I guess what I am trying to say with all of this is that if someone is going to make a movie from a novel or comic or video game, or whatever that they do in fact have some responsibility to both the creators of the work in question and the fans of that work to hold some fidelity to the work itself.  If you just want to make a movie of your own, than do that, but don’t call it something that it is not.  I constantly feel betrayed when I get my hopes up that I am finally going to be seeing something I have longed for only to have those hopes torn to pieces because some hack “re-imagined” the story, leaving nothing at all of what I loved from the source material and giving instead something that was entirely of their own devising.  When it comes to adaptation of a work I do think you have to be in partnership with the original author even if that person is long dead.  You have to think at least somewhat when you are making your movie would the original creator like what they were seeing?  I mean, someone else worked long and hard, struggled to create a vision uniquely their own, to tell a story only they could tell and it is patently unfair that this should be taken and shown to an entirely new generation who might not even have been aware of the original and passed of as the original author’s work.  Let’s even take this from the opposite point of view, let’s say that someone watches the movie having no previous experience with the original work but falls in absolute love with the film and because of this decides they want to know the original and goes out, picks up the novel and is completely disappointed when they find that what they saw on the screen is nothing like what they are reading.  Is this fair to them?  Is it fair to the author?  Could this person have liked the original work if they had come to it on their own but because they came to it with false expectations will never like it now?

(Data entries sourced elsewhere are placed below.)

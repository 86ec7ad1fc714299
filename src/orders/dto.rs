use chrono::{DateTime, Utc};
use serde::{Deserialize, Serialize};
use utoipa::ToSchema;
use uuid::Uuid;

use crate::domain::{OrderState, OrderType};

/// Cart summary submitted by a customer.
#[derive(Debug, Clone, Deserialize, ToSchema)]
#[serde(rename_all = "camelCase")]
pub struct CreateOrderDto {
    pub state: Option<OrderState>,
    #[serde(rename = "type")]
    pub order_type: Option<OrderType>,
    pub merchant_id: Option<String>,
    pub total: f64,
    #[serde(default)]
    pub cart_items: Vec<CreateCartItemDto>,
}

#[derive(Debug, Clone, Deserialize, ToSchema)]
#[serde(rename_all = "camelCase")]
pub struct CreateCartItemDto {
    pub menu_id: String,
    pub base_price: f64,
    pub quantity: i32,
    #[serde(default)]
    pub selected_items: Vec<CreateSelectedCartItemDto>,
}

#[derive(Debug, Clone, Deserialize, ToSchema)]
#[serde(rename_all = "camelCase")]
pub struct CreateSelectedCartItemDto {
    /// Menu of the cart item this selection belongs to.
    pub menu_id: String,
    pub price: f64,
    pub quantity: i32,
}

#[derive(Debug, Clone, PartialEq, Serialize, ToSchema)]
#[serde(rename_all = "camelCase")]
pub struct OrderResponseDto {
    pub id: Uuid,
    pub state: OrderState,
    #[serde(rename = "type")]
    pub order_type: OrderType,
    pub total: f64,
    pub merchant_id: Uuid,
    pub created_by: String,
    pub created_at: DateTime<Utc>,
    pub cart_items: Vec<CartItemResponseDto>,
}

#[derive(Debug, Clone, PartialEq, Serialize, ToSchema)]
#[serde(rename_all = "camelCase")]
pub struct CartItemResponseDto {
    pub id: Uuid,
    pub menu_id: Uuid,
    pub base_price: f64,
    pub quantity: i32,
    pub selected_items: Vec<SelectedCartItemResponseDto>,
}

#[derive(Debug, Clone, PartialEq, Serialize, ToSchema)]
#[serde(rename_all = "camelCase")]
pub struct SelectedCartItemResponseDto {
    pub id: Uuid,
    pub cart_item_id: Uuid,
    pub menu_id: Uuid,
    pub price: f64,
    pub quantity: i32,
    pub total: f64,
}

I don’t know, maybe I am far to critical or expect too much from film makers.  I have been told many times that “its a movie, not the book” but that argument to me holds no water really as the movie claims, at least in some fashion, to be the book if it is going to use the title and claim to be adapted from it.  When I think of great adaptations I automatically think of Peter Jackson’s work on “Lord of the Rings” and I wonder why more directors seem unwilling to faithfully try and bring a novel to the screen like this.  Jackson did not follow ever single plot point and changed things to suit the medium and flow of the story on screen but even when he did so I felt throughout that here was someone who had a genuine love and respect for the source material and wanted to bring what he had always seen in his mind when reading it to the screen.  I felt that he was doing this both for fans like himself and myself but also so that others could see something that he had treasured so that they might find it and treasure it as well.  I think that is what a good adaptation should be and if things continue as they are in the film industry where there are nearly constant films “inspired” by X source then the minds doing the adapting do have a responsibility to play fair with the source and not just steal a title.  That is just my two cents, take it for whatever it may be worth.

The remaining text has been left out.